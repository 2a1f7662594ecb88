use std::sync::Arc;

use pipedesk_store::engine::{DataService, FileStorage, MemoryStorage};
use pipedesk_store::sdk::Client;
use pipedesk_store::{DocumentReader, RecordMutator, RecordStore};
use serde::{Deserialize, Serialize};
use serde_json::json;
use tokio::io::{AsyncBufReadExt, AsyncWriteExt, BufReader};
use tokio::net::{TcpListener, TcpStream};

#[derive(Serialize)]
struct NewTicket {
    title: String,
}

#[derive(Deserialize, Debug)]
struct StoredTicket {
    id: String,
    title: String,
    status: String,
    priority: String,
    #[serde(rename = "assigneeId")]
    assignee_id: String,
}

async fn spawn_server(store: Arc<dyn RecordStore>) -> std::net::SocketAddr {
    let listener = TcpListener::bind("127.0.0.1:0").await.unwrap();
    let addr = listener.local_addr().unwrap();

    tokio::spawn(async move {
        while let Ok((socket, _)) = listener.accept().await {
            let s = store.clone();
            tokio::spawn(async move {
                let _ = pipedesk_store::server::router::handle_connection(socket, s).await;
            });
        }
    });

    addr
}

fn fields(value: serde_json::Value) -> pipedesk_store::Record {
    serde_json::from_value(value).unwrap()
}

#[tokio::test]
async fn test_typed_helpers() {
    let addr = spawn_server(Arc::new(DataService::new(MemoryStorage::seeded()))).await;
    let client = Client::connect(&addr.to_string()).await.unwrap();

    let ticket = NewTicket {
        title: "Login issue".to_string(),
    };
    let created = client.create_as("ticket", &ticket).await.unwrap();
    assert_eq!(created["id"], "1");

    let tickets: Vec<StoredTicket> = client.records_as("ticket").await.unwrap();
    assert_eq!(tickets.len(), 1);
    assert_eq!(tickets[0].id, "1");
    assert_eq!(tickets[0].title, "Login issue");
    assert_eq!(tickets[0].status, "New");
    assert_eq!(tickets[0].priority, "Medium");
    assert_eq!(tickets[0].assignee_id, "admin");
}

#[tokio::test]
async fn test_full_protocol_integration() {
    let addr = spawn_server(Arc::new(DataService::new(MemoryStorage::seeded()))).await;

    let stream = TcpStream::connect(addr).await.unwrap();
    let (reader, mut writer) = stream.into_split();
    let mut reader = BufReader::new(reader);
    let mut response = String::new();

    writer.write_all(b"PING\n").await.unwrap();
    reader.read_line(&mut response).await.unwrap();
    assert_eq!(response.trim(), "PONG");

    writer
        .write_all(b"CREATE ticket {\"title\": \"Login  issue\"}\n")
        .await
        .unwrap();
    response.clear();
    reader.read_line(&mut response).await.unwrap();
    assert!(response.starts_with("OK {"));
    assert!(response.contains("\"id\":\"1\""));
    // Whitespace inside JSON strings survives the framing.
    assert!(response.contains("Login  issue"));

    writer.write_all(b"FETCH\n").await.unwrap();
    response.clear();
    reader.read_line(&mut response).await.unwrap();
    assert!(response.starts_with("OK {"));
    assert!(response.contains("Login  issue"));

    writer
        .write_all(b"UPDATE ticket 1 {\"status\": \"Resolved\"}\n")
        .await
        .unwrap();
    response.clear();
    reader.read_line(&mut response).await.unwrap();
    assert!(response.contains("\"status\":\"Resolved\""));
    assert!(response.contains("\"id\":\"1\""));

    writer.write_all(b"DELETE ticket 1\n").await.unwrap();
    response.clear();
    reader.read_line(&mut response).await.unwrap();
    assert_eq!(response.trim(), "OK");

    writer.write_all(b"DELETE ticket 1\n").await.unwrap();
    response.clear();
    reader.read_line(&mut response).await.unwrap();
    assert_eq!(response.trim(), "ERR ticket with id 1 not found");

    writer.write_all(b"CREATE ticket not-json\n").await.unwrap();
    response.clear();
    reader.read_line(&mut response).await.unwrap();
    assert_eq!(response.trim(), "ERR invalid json payload");

    writer.write_all(b"CREATE company {}\n").await.unwrap();
    response.clear();
    reader.read_line(&mut response).await.unwrap();
    assert_eq!(response.trim(), "ERR company name is required");

    writer.write_all(b"BOGUS\n").await.unwrap();
    response.clear();
    reader.read_line(&mut response).await.unwrap();
    assert_eq!(response.trim(), "ERR unknown command");
}

#[tokio::test]
async fn test_ticket_lifecycle_against_file() {
    let dir = tempfile::tempdir().unwrap();
    let data_path = dir.path().join("crm.json");

    let storage = FileStorage::new(&data_path);
    storage.ensure_exists().await.unwrap();
    let addr = spawn_server(Arc::new(DataService::with_operator(storage, "sevda-danaie"))).await;
    let client = Client::connect(&addr.to_string()).await.unwrap();

    let created = client
        .create("ticket", fields(json!({ "title": "Login issue" })))
        .await
        .unwrap();
    assert_eq!(created["id"], "1");
    assert_eq!(created["status"], "New");
    assert_eq!(created["priority"], "Medium");
    assert_eq!(created["assigneeId"], "sevda-danaie");
    assert_eq!(created["createdAt"], created["updatedAt"]);

    tokio::time::sleep(std::time::Duration::from_millis(5)).await;

    let updated = client
        .update("ticket", "1", fields(json!({ "status": "Resolved" })))
        .await
        .unwrap();
    assert_eq!(updated["id"], "1");
    assert_eq!(updated["title"], "Login issue");
    assert_eq!(updated["status"], "Resolved");
    assert_eq!(updated["createdAt"], created["createdAt"]);
    assert!(updated["updatedAt"].as_str().unwrap() > created["createdAt"].as_str().unwrap());

    // The change is on disk, pretty-printed, before the call returns.
    let text = std::fs::read_to_string(&data_path).unwrap();
    assert!(text.contains("\"status\": \"Resolved\""));

    client.delete("ticket", "1").await.unwrap();
    let document = client.fetch().await.unwrap();
    assert!(document.tickets().is_empty());

    // A fresh storage over the same file observes the final state.
    let reopened = FileStorage::new(&data_path);
    let service = DataService::new(reopened);
    assert!(service.fetch().await.unwrap().tickets().is_empty());
}

#[tokio::test]
async fn test_company_slugs_over_the_wire() {
    let addr = spawn_server(Arc::new(DataService::new(MemoryStorage::seeded()))).await;
    let client = Client::connect(&addr.to_string()).await.unwrap();

    let first = client
        .create("company", fields(json!({ "name": "Acme Corp" })))
        .await
        .unwrap();
    let second = client
        .create("company", fields(json!({ "name": "Acme Corp" })))
        .await
        .unwrap();
    assert_eq!(first["id"], "acme-corp");
    assert_eq!(second["id"], "acme-corp-1");

    let err = client
        .create("company", fields(json!({ "id": "acme-corp", "name": "Acme Corp" })))
        .await
        .unwrap_err();
    assert!(err
        .to_string()
        .contains("company with id acme-corp already exists"));

    let document = client.fetch().await.unwrap();
    assert_eq!(document.companies().len(), 2);
}
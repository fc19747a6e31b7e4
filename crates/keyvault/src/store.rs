//! [`BlobStore`] over Key Vault secrets

use std::collections::HashMap;

use async_trait::async_trait;
use futures::stream::{self, BoxStream, StreamExt, TryStreamExt};
use secretblob_storage::visit::dispatch;
use secretblob_storage::{
    BlobDescriptor, BlobError, BlobReader, BlobResult, BlobStore, BlobVisitor, BlobWriter,
    VisitMode, WildcardPattern,
};
use tracing::{debug, info};

use crate::client::SecretClient;
use crate::config::{KeyVaultStoreConfig, ProviderConfig};
use crate::credential;
use crate::error::{KeyVaultError, Result};
use crate::metrics::StoreMetrics;
use crate::model::SecretPropertiesPage;

/// Blob store keeping each blob in one Key Vault secret
///
/// The blob at `key` lives in the secret named `prefix + key`; listings only
/// see secrets under the prefix and report names with the prefix removed.
/// Values are read and written as the latest secret version. Deletes are
/// Key Vault soft deletes.
///
/// # Example
///
/// ```rust,ignore
/// let config = KeyVaultStoreConfig::new("https://my-vault.vault.azure.net/".parse()?)
///     .with_prefix("orders-");
/// let store = KeyVaultBlobStore::new(config)?;
///
/// store.put("bio", "Fred").await?;
/// assert_eq!(store.get("bio").await?, "Fred");
/// ```
#[derive(Debug, Clone)]
pub struct KeyVaultBlobStore {
    client: SecretClient,
    prefix: String,
    content_type: Option<String>,
    default_tags: HashMap<String, String>,
}

impl KeyVaultBlobStore {
    /// Build a store from `config`
    ///
    /// Validates the configuration and prepares the HTTP client. No request
    /// is made until the first operation.
    pub fn new(config: KeyVaultStoreConfig) -> Result<Self> {
        config.validate()?;

        let mut http = reqwest::Client::builder();
        if let Some(timeout) = config.timeout {
            http = http.timeout(timeout);
        }
        let http = http.build()?;

        let credential = credential::from_source(&config.credential, &http);
        let mut client = SecretClient::new(config.vault_url.clone(), credential, http)
            .with_api_version(config.api_version.clone())
            .with_scope(config.token_scope());
        if let Some(size) = config.page_size {
            client = client.with_page_size(size);
        }

        info!(
            provider = config.provider_name(),
            vault = %config.vault_url,
            prefix = %config.prefix,
            credential = config.credential_kind(),
            "Initialized Key Vault blob store"
        );

        Ok(Self {
            client,
            prefix: config.prefix,
            content_type: config.content_type,
            default_tags: config.default_tags,
        })
    }

    /// Prefix prepended to every key
    pub fn prefix(&self) -> &str {
        &self.prefix
    }

    /// Underlying REST client
    pub fn client(&self) -> &SecretClient {
        &self.client
    }

    /// Remote call counters
    pub fn metrics(&self) -> &StoreMetrics {
        self.client.metrics()
    }

    fn secret_name(&self, key: &str) -> String {
        format!("{}{key}", self.prefix)
    }

    /// Descriptors for the entries of `page` under the prefix
    fn visible(&self, page: SecretPropertiesPage) -> Vec<BlobDescriptor> {
        page.value
            .iter()
            .filter_map(|properties| {
                let id = properties.secret_id()?;
                let key = id.name.strip_prefix(self.prefix.as_str())?;
                Some(properties.to_descriptor(key))
            })
            .collect()
    }

    /// Listing pages as visible descriptors
    ///
    /// A 404 on the first page means the vault has nothing to list and ends
    /// the stream without an error.
    fn pages(&self) -> BoxStream<'_, Result<Vec<BlobDescriptor>>> {
        self.client
            .list_properties()
            .enumerate()
            .filter_map(move |(index, page)| async move {
                match page {
                    Err(e) if index == 0 && e.is_not_found() => {
                        debug!("Listing answered 404, treating vault as empty");
                        None
                    }
                    other => Some(other.map(|page| self.visible(page))),
                }
            })
            .boxed()
    }
}

#[async_trait]
impl BlobStore for KeyVaultBlobStore {
    #[tracing::instrument(skip(self, value), fields(provider = "KeyVault"))]
    async fn put(&self, key: &str, value: &str) -> BlobResult<()> {
        self.client
            .set_secret(
                &self.secret_name(key),
                value,
                self.content_type.as_deref(),
                &self.default_tags,
            )
            .await?;
        Ok(())
    }

    #[tracing::instrument(skip(self), fields(provider = "KeyVault"))]
    async fn get(&self, key: &str) -> BlobResult<String> {
        let name = self.secret_name(key);
        if name.is_empty() {
            return Err(BlobError::not_found(key));
        }

        match self.client.get_secret(&name).await {
            Ok(bundle) => bundle.value.ok_or_else(|| {
                BlobError::from(KeyVaultError::InvalidResponse(format!(
                    "secret for '{key}' carries no value"
                )))
            }),
            Err(e) if e.is_not_found() => Err(BlobError::not_found(key)),
            Err(e) => Err(e.into()),
        }
    }

    async fn open_read(&self, _key: &str) -> BlobResult<BlobReader> {
        Err(BlobError::not_supported("open_read"))
    }

    async fn open_write(&self, _key: &str) -> BlobResult<BlobWriter> {
        Err(BlobError::not_supported("open_write"))
    }

    #[tracing::instrument(skip(self), fields(provider = "KeyVault"))]
    async fn delete(&self, key: &str) -> BlobResult<()> {
        let name = self.secret_name(key);
        if name.is_empty() {
            return Ok(());
        }

        match self.client.delete_secret(&name).await {
            Ok(()) => Ok(()),
            Err(e) if e.is_not_found() => {
                debug!("Secret not found (idempotent delete)");
                Ok(())
            }
            Err(e) => Err(e.into()),
        }
    }

    /// Pages through the listing and filters each page on the stripped
    /// names before handing it to the visitor.
    #[tracing::instrument(skip(self, visit), fields(provider = "KeyVault"))]
    async fn enumerate(
        &self,
        filter: Option<&str>,
        visit: BlobVisitor,
        mode: VisitMode,
    ) -> BlobResult<()> {
        let pattern = filter.map(WildcardPattern::new).transpose()?;
        let mut pages = self.pages();
        let mut visited = 0usize;

        while let Some(page) = pages.try_next().await? {
            let page: Vec<_> = page
                .into_iter()
                .filter(|blob| pattern.as_ref().is_none_or(|p| p.matches(&blob.name)))
                .collect();
            visited += page.len();
            dispatch(page, &visit, mode).await?;
        }

        debug!(visited, "Enumeration finished");
        Ok(())
    }

    #[tracing::instrument(skip(self), fields(provider = "KeyVault"))]
    async fn find(&self, filter: &str) -> BlobResult<Vec<String>> {
        let pattern = WildcardPattern::new(filter)?;
        let mut names = Vec::new();
        let mut pages = self.pages();

        while let Some(page) = pages.try_next().await? {
            names.extend(
                page.into_iter()
                    .map(|blob| blob.name)
                    .filter(|name| pattern.matches(name)),
            );
        }

        Ok(names)
    }

    fn blobs(&self) -> BoxStream<'_, BlobResult<BlobDescriptor>> {
        self.client
            .list_properties()
            .map_ok(move |page| {
                stream::iter(self.visible(page).into_iter().map(Ok::<_, BlobError>))
            })
            .map_err(BlobError::from)
            .try_flatten()
            .boxed()
    }
}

_Aim of the task_.
The required output is each line of the entries that contains the word "Option".

_Written solution_.
    content_type: Option<String>,
        filter: Option<&str>,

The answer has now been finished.